After you get done running on the Kim Williams, try your hand at a free fly-casting clinic, taking place April 10 at 10 a.m. northwest of the Adams Center. Four Rivers Fly Shop hosts. For more info call 243-5172.
Hey, it’s Welcome Back Waterfowl Day this Saturday at the Lee Metcalf National Wildlife Refuge’s Maintenance Center Area. Observe and learn more about the ducks, swans, geese and other birds migrating through the Bitterroot Valley. The event is free and open to the public. It runs from 10 a.m. until 1 p.m. For more info call Deborah Goslin at 777-5552, extension 203.
Jobless lowbagger in Missoula? Searching for a sponsored transient lifestyle while hyping forest protection? On April 13, the Ancient Forest Roadshow kicks off the first of three crews traveling to different parts of the country through October. You must be 25 years old and you don’t have to stay on until October. To apply for a crew position, contact Todd Carey at (206)-675-9747, extension 206.
Ski bum in Whitefish without a grand to throw down on a Big Mountain season pass? Better make that commitment (such a tough thing to do for the young upwardly mobile recreationist) and buy the preseason pass. From April 1 until May 15, you can get an adult season pass for $429. Word often circulates around the ‘Fish this time of year that corporate cutthroats at the Big Mountain want to do away with the deal. We’re glad to see that the axe has been held up at least another year. You can order yours on the phone by calling 862-2900.
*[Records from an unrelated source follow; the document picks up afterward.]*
//! A hierarchical, file-backed configuration database

#![deny(missing_docs, rustdoc::broken_intra_doc_links)]

pub mod assembler;
pub mod cache;
pub mod config;
pub mod curl;
pub mod dal;
pub mod dao;
pub mod error;
pub mod http;
pub mod listener;
pub mod metrics;
pub mod monitor;
pub mod node_tree;
pub mod record;
pub mod recovery;
pub mod repeat_guard;
pub mod resolver;
pub mod schemas;
pub mod server;
pub mod state;
pub mod subscriptions;

#[cfg(test)]
mod test_utils;

pub use self::{
    dal::{Builder, Dal},
    dao::{Dao, DaoHandle},
    error::DalError,
    listener::{ChangeListener, ListenerConnector},
    subscriptions::ListenerId,
};

#[cfg(test)]
mod tests {
    use std::sync::Arc;

    use axum::{Json, Router, extract::State, http::StatusCode, routing::post};
    use parking_lot::Mutex;
    use serde_json::{Value, json};
    use testresult::TestResult;

    use crate::{
        config::CDB_DIR, listener::ChangeNotification, server::Server, test_utils::write_record,
    };

    fn write_tree(root: &std::path::Path) -> std::io::Result<()> {
        let base = root.join(CDB_DIR);
        write_record(
            &base,
            "MACI/Managers/Manager",
            r#"<Manager Timeout="50.0"><Startup><e string="a"/></Startup></Manager>"#,
        )?;
        write_record(&base, "MACI/Containers/C1", r#"<Container Timeout="1"/>"#)?;
        write_record(&base, "MACI/Containers/C2", r#"<Container Timeout="2"/>"#)
    }

    #[tokio::test]
    async fn serves_documents_and_listings() -> TestResult {
        let dir = tempfile::tempdir()?;
        write_tree(dir.path())?;
        let (server, url) = Server::spawn_for_tests(dir.path()).await?;
        let client = reqwest::Client::new();

        let res = client
            .get(url.join("/dal/document")?)
            .query(&[("curl", "MACI/Containers/C1")])
            .send()
            .await?;
        assert_eq!(res.status(), StatusCode::OK);
        assert_eq!(res.text().await?, r#"<Container Timeout="1"/>"#);

        let nodes = client.get(url.join("/dal/nodes")?).send().await?.text().await?;
        assert_eq!(nodes, "MACI");
        let daos = client
            .get(url.join("/dal/daos")?)
            .query(&[("curl", "MACI/Managers/Manager")])
            .send()
            .await?
            .text()
            .await?;
        assert_eq!(daos, "Startup");
        let name = client
            .get(url.join("/dal/configuration-name")?)
            .send()
            .await?
            .text()
            .await?;
        assert_eq!(name, "XML");

        let res = client
            .get(url.join("/dal/document")?)
            .query(&[("curl", "MACI/Containers/C9")])
            .send()
            .await?;
        assert_eq!(res.status(), StatusCode::NOT_FOUND);
        let body: Value = res.json().await?;
        assert_eq!(body["status"], "404");
        assert_eq!(body["detail"], "curl 'MACI/Containers/C9' does not exist");

        server.shutdown().await?;
        Ok(())
    }

    #[tokio::test]
    async fn binds_daos_and_reads_fields() -> TestResult {
        let dir = tempfile::tempdir()?;
        write_tree(dir.path())?;
        let (server, url) = Server::spawn_for_tests(dir.path()).await?;
        let client = reqwest::Client::new();

        let dao_url = url.join("/dal/dao")?;
        let mut handles = Vec::new();
        for _ in 0..2 {
            let res: Value = client
                .post(dao_url.clone())
                .query(&[("curl", "MACI/Managers/Manager")])
                .send()
                .await?
                .json()
                .await?;
            assert_eq!(res["curl"], "MACI/Managers/Manager");
            handles.push(res["handle"].clone());
        }
        assert_eq!(handles[0], handles[1]);

        let field_url = url.join("/dal/dao/field")?;
        let res = client
            .get(field_url.clone())
            .query(&[("curl", "MACI/Managers/Manager"), ("field", "Timeout")])
            .send()
            .await?;
        assert_eq!(res.text().await?, "50.0");
        let res = client
            .get(field_url)
            .query(&[("curl", "MACI/Managers/Manager"), ("field", "Missing")])
            .send()
            .await?;
        assert_eq!(res.status(), StatusCode::NOT_FOUND);

        server.shutdown().await?;
        Ok(())
    }

    #[tokio::test]
    async fn notifies_http_listeners_on_clear() -> TestResult {
        let dir = tempfile::tempdir()?;
        write_tree(dir.path())?;
        let (server, url) = Server::spawn_for_tests(dir.path()).await?;
        let client = reqwest::Client::new();

        let received = Arc::new(Mutex::new(Vec::new()));
        let callback = Router::new()
            .route(
                "/changed",
                post(
                    |State(received): State<Arc<Mutex<Vec<String>>>>,
                     Json(body): Json<ChangeNotification>| async move {
                        received.lock().push(body.curl);
                        StatusCode::NO_CONTENT
                    },
                ),
            )
            .with_state(received.clone());
        let listener = tokio::net::TcpListener::bind("127.0.0.1:0").await?;
        let callback_addr = listener.local_addr()?;
        let callback_task = tokio::spawn(async move {
            axum::serve(listener, callback).await.ok();
        });

        let res: Value = client
            .post(url.join("/dal/listeners")?)
            .json(&json!({ "reference": format!("http://{callback_addr}/changed") }))
            .send()
            .await?
            .json()
            .await?;
        let id = res["id"].as_u64().ok_or("listener id")?;

        let res = client
            .post(url.join(&format!("/dal/listeners/{id}/subscriptions"))?)
            .query(&[("curl", "MACI/Containers/C1")])
            .send()
            .await?;
        assert_eq!(res.status(), StatusCode::NO_CONTENT);

        let res = client
            .post(url.join("/dal/clear")?)
            .query(&[("curl", "/MACI/Containers/C1/")])
            .send()
            .await?;
        assert_eq!(res.status(), StatusCode::NO_CONTENT);
        assert_eq!(*received.lock(), vec!["MACI/Containers/C1"]);

        let res = client
            .delete(url.join(&format!("/dal/listeners/{id}"))?)
            .send()
            .await?;
        assert_eq!(res.status(), StatusCode::NO_CONTENT);
        client.post(url.join("/dal/clear-all")?).send().await?;
        assert_eq!(received.lock().len(), 1);

        let res = client
            .post(url.join("/dal/listeners")?)
            .json(&json!({ "reference": "not a url" }))
            .send()
            .await?;
        assert_eq!(res.status(), StatusCode::BAD_REQUEST);

        callback_task.abort();
        server.shutdown().await?;
        Ok(())
    }

    #[tokio::test]
    async fn shutdown_over_http_stops_the_server() -> TestResult {
        let dir = tempfile::tempdir()?;
        write_tree(dir.path())?;
        let (server, url) = Server::spawn_for_tests(dir.path()).await?;
        let dal = server.dal().clone();

        let res = reqwest::Client::new()
            .post(url.join("/dal/shutdown")?)
            .send()
            .await?;
        assert_eq!(res.status(), StatusCode::NO_CONTENT);
        assert!(dal.is_shutdown());
        assert!(dal.get_document("MACI").await.is_err());

        tokio::time::timeout(std::time::Duration::from_secs(5), server.run_until_error())
            .await??;
        Ok(())
    }
}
Speaking of corporate ski areas, Silver Mountain made a bit of news as they expand with a new condominium project called Morning Star Lodge. On the first day of sales, Saturday, March 28, they sold 80 percent of their project. The event was the largest single-day sale of condos in the state of Idaho. The resort’s general manager said that after Ski Magazine dubbed Silver one of the West’s best-kept secrets, the inbound calls soared. Keep that magazine out of Missoula will ya!